With caution: combined use with cardiac glycosides.
Side Effects
From the side of the central nervous system: infrequently – dizziness.
From the digestive system: uncommon – taste perversion, constipation, dry mouth, dyspepsia, gastritis, abnormal results of liver tests.
From the skin: often – skin rash; uncommon: skin itching, urticaria.
From the musculoskeletal system: infrequently – muscle cramps of the lower extremities.
Other: infrequently – allergic reactions.
Adverse reactions in patients with stage 5 chronic kidney disease described in a phase III clinical trial
From the digestive system: often – anorexia, diarrhea, gastrointestinal disorders.

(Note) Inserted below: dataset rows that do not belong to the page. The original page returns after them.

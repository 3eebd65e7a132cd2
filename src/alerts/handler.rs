use std::collections::BTreeMap;
use std::fmt::Write;

use async_trait::async_trait;
use chrono::{DateTime, Local, Utc};
use tracing::{debug, error, info, instrument, trace};

use super::{Alert, AlertRoute};
use crate::config::AlertsConfig;
use crate::entities::Subject;
use crate::events::{Event, EventKind};
use crate::notify::Observer;

/// Observer that renders events into alerts and delivers them
#[derive(Debug)]
pub struct EventHandler {
    templates: BTreeMap<EventKind, String>,
    date_format: String,
    routes: Vec<AlertRoute>,
}

impl EventHandler {
    pub fn new(
        templates: BTreeMap<EventKind, String>,
        date_format: impl Into<String>,
        routes: Vec<AlertRoute>,
    ) -> Self {
        Self {
            templates,
            date_format: date_format.into(),
            routes,
        }
    }

    pub fn from_config(config: &AlertsConfig, routes: Vec<AlertRoute>) -> Self {
        Self::new(config.templates.clone(), config.date_format.clone(), routes)
    }

    /// Render the alert for `event`, `None` if its kind has no template
    pub fn render(&self, event: &Event) -> Option<Alert> {
        let template = self.templates.get(&event.kind())?;

        let timestamp = self.timestamp(event.timestamp());
        let text = fill(template, event.subject(), &timestamp);

        Some(Alert {
            kind: event.kind(),
            subject: event.subject().to_string(),
            text,
        })
    }

    /// `at` in local time, RFC 3339 if the configured format is invalid
    fn timestamp(&self, at: DateTime<Utc>) -> String {
        let local = at.with_timezone(&Local);
        let mut formatted = String::new();
        if write!(formatted, "{}", local.format(&self.date_format)).is_err() {
            return local.to_rfc3339();
        }
        formatted
    }

    async fn deliver(&self, alert: &Alert) {
        for route in &self.routes {
            for recipient in &route.recipients {
                match route.sink.send(recipient, alert).await {
                    Ok(()) => info!("sent {} alert to {recipient}", route.channel),
                    Err(e) => error!("{} alert to {recipient} failed: {e:#}", route.channel),
                }
            }
        }
    }
}

/// Substitute `{subject}` and `{timestamp}` in one pass, so placeholders inside the
/// substituted values stay as they are
fn fill(template: &str, subject: &str, timestamp: &str) -> String {
    let mut filled = String::with_capacity(template.len() + subject.len() + timestamp.len());
    let mut rest = template;

    while let Some(start) = rest.find('{') {
        filled.push_str(&rest[..start]);
        let tail = &rest[start..];

        if let Some(after) = tail.strip_prefix("{subject}") {
            filled.push_str(subject);
            rest = after;
        } else if let Some(after) = tail.strip_prefix("{timestamp}") {
            filled.push_str(timestamp);
            rest = after;
        } else {
            filled.push('{');
            rest = &tail[1..];
        }
    }

    filled.push_str(rest);
    filled
}

#[async_trait]
impl Observer for EventHandler {
    #[instrument(skip_all, fields(subject = %subject))]
    async fn on_event(&self, subject: Subject<'_>, event: Option<&Event>) {
        let Some(event) = event else {
            trace!("{subject} changed to {:?}", subject.current_value());
            return;
        };

        info!("{event}");

        let Some(alert) = self.render(event) else {
            debug!("no template for {}, not alerting", event.kind());
            return;
        };

        self.deliver(&alert).await;
    }
}
use std::collections::BTreeMap;
use std::fmt;
use std::sync::Arc;

use tracing::{debug, trace};

use super::{HostSummary, Item, Owner, Process, Property, Subject, key};
use crate::detector::{self, Thresholds};
use crate::error::{EntityError, EntityResult};
use crate::events::Event;
use crate::notify::{Notifier, Observer};

/// A monitored machine, identified by its name
#[derive(Debug)]
pub struct Host {
    name: String,
    age: u64,
    value: f64,
    pub(crate) properties: BTreeMap<String, Property>,
    pub(crate) processes: BTreeMap<String, Process>,
    notifier: Notifier,
}

impl Host {
    pub fn new(name: impl Into<String>, age: u64, value: f64) -> Self {
        Self {
            name: name.into(),
            age,
            value,
            properties: BTreeMap::new(),
            processes: BTreeMap::new(),
            notifier: Notifier::new(),
        }
    }

    pub fn name(&self) -> &str {
        &self.name
    }

    /// Seconds since the host last reported
    pub fn age(&self) -> u64 {
        self.age
    }

    /// Load average
    pub fn value(&self) -> f64 {
        self.value
    }

    fn as_owner(&self) -> Owner {
        Owner::Host {
            host: self.name.clone(),
        }
    }

    pub fn property(&self, name: &str) -> Option<&Property> {
        self.properties.get(&key(name))
    }

    pub fn property_mut(&mut self, name: &str) -> Option<&mut Property> {
        self.properties.get_mut(&key(name))
    }

    pub fn properties(&self) -> impl Iterator<Item = &Property> {
        self.properties.values()
    }

    pub fn process(&self, name: &str) -> Option<&Process> {
        self.processes.get(&key(name))
    }

    pub fn process_mut(&mut self, name: &str) -> Option<&mut Process> {
        self.processes.get_mut(&key(name))
    }

    pub fn processes(&self) -> impl Iterator<Item = &Process> {
        self.processes.values()
    }

    /// Add a property, replacing an existing one of the same name only if `overwrite`
    /// is set. A replaced property is dropped along with its observers.
    pub fn add_property(&mut self, mut property: Property, overwrite: bool) -> EntityResult<()> {
        let key = key(property.name());

        if !overwrite && self.properties.contains_key(&key) {
            return Err(EntityError::DuplicateProperty {
                owner: self.to_string(),
                property: property.name().to_string(),
            });
        }

        property.set_owner(self.as_owner());
        self.properties.insert(key, property);
        Ok(())
    }

    /// Add a process, replacing an existing one of the same name only if `overwrite`
    /// is set.
    pub fn add_process(&mut self, mut process: Process, overwrite: bool) -> EntityResult<()> {
        let key = key(process.name());

        if !overwrite && self.processes.contains_key(&key) {
            return Err(EntityError::DuplicateProcess {
                owner: self.to_string(),
                process: process.name().to_string(),
            });
        }

        process.set_owner(self.as_owner());
        self.processes.insert(key, process);
        Ok(())
    }

    /// Add a generic child to the mapping matching its kind
    pub fn add_item(&mut self, item: Item, overwrite: bool) -> EntityResult<()> {
        match item {
            Item::Property(property) => self.add_property(property, overwrite),
            Item::Process(process) => self.add_process(process, overwrite),
        }
    }

    pub fn notifier(&self) -> &Notifier {
        &self.notifier
    }

    pub fn subscribe(&mut self, observer: Arc<dyn Observer>) -> bool {
        self.notifier.subscribe(observer)
    }

    pub fn unsubscribe(&mut self, observer: &Arc<dyn Observer>) -> bool {
        self.notifier.unsubscribe(observer)
    }

    /// Subscribe `observer` to this host and every process and property below it
    pub fn subscribe_recursive(&mut self, observer: Arc<dyn Observer>) {
        self.notifier.subscribe(observer.clone());

        for process in self.processes.values_mut() {
            process.subscribe_recursive(observer.clone());
        }

        for property in self.properties.values_mut() {
            property.subscribe(observer.clone());
        }
    }

    /// Write the age, emitting [`EventKind::HostTimeout`](crate::events::EventKind) when
    /// it changed and exceeds the timeout.
    pub async fn set_age(&mut self, age: u64, thresholds: &Thresholds) {
        let evaluation = detector::evaluate_age(self.age, age, thresholds);
        trace!("{self}: age {} -> {age} ({evaluation:?})", self.age);

        if evaluation.fires() {
            debug!("{self} timed out ({age}s > {}s)", thresholds.timeout);
            let event = Event::host_timeout(self, age);
            self.notifier.broadcast(Subject::Host(self), Some(&event)).await;
        }

        self.age = age;
    }

    /// Write the load average, emitting
    /// [`EventKind::HighLoadAverage`](crate::events::EventKind) when it changed and
    /// exceeds the configured ceiling.
    pub async fn set_value(&mut self, value: f64, thresholds: &Thresholds) {
        let evaluation = detector::evaluate_load(self.value, value, thresholds);
        trace!("{self}: load {} -> {value} ({evaluation:?})", self.value);

        if evaluation.fires() {
            debug!(
                "{self} load average is high ({value} > {})",
                thresholds.load_average_high
            );
            let event = Event::high_load_average(self, value);
            self.notifier.broadcast(Subject::Host(self), Some(&event)).await;
        }

        self.value = value;
    }

    pub fn summary(&self) -> HostSummary {
        HostSummary {
            name: self.name.clone(),
            age: self.age,
            value: self.value,
            observers: self.notifier.len(),
            properties: self
                .properties
                .values()
                .map(|p| (p.name().to_string(), p.value().map(str::to_string)))
                .collect(),
            processes: self.processes.values().map(Process::summary).collect(),
        }
    }
}

impl fmt::Display for Host {
    fn fmt(&self, f: &mut fmt::Formatter<'_>) -> fmt::Result {
        write!(f, "Host {}", self.name)
    }
}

From the side of the central nervous system: often – dizziness.
From the skin: often – acne.
Other: often – breast pain, hypercalcemia, hypocalcemia.
Overdose
Symptoms: An overdose of paricalcitol capsules can cause hypercalcemia, hypercalciuria and hyperphosphatemia, as well as a marked decrease in PTH secretion. Consuming large amounts of calcium and phosphorus while taking paricalcitol capsules may lead to similar problems.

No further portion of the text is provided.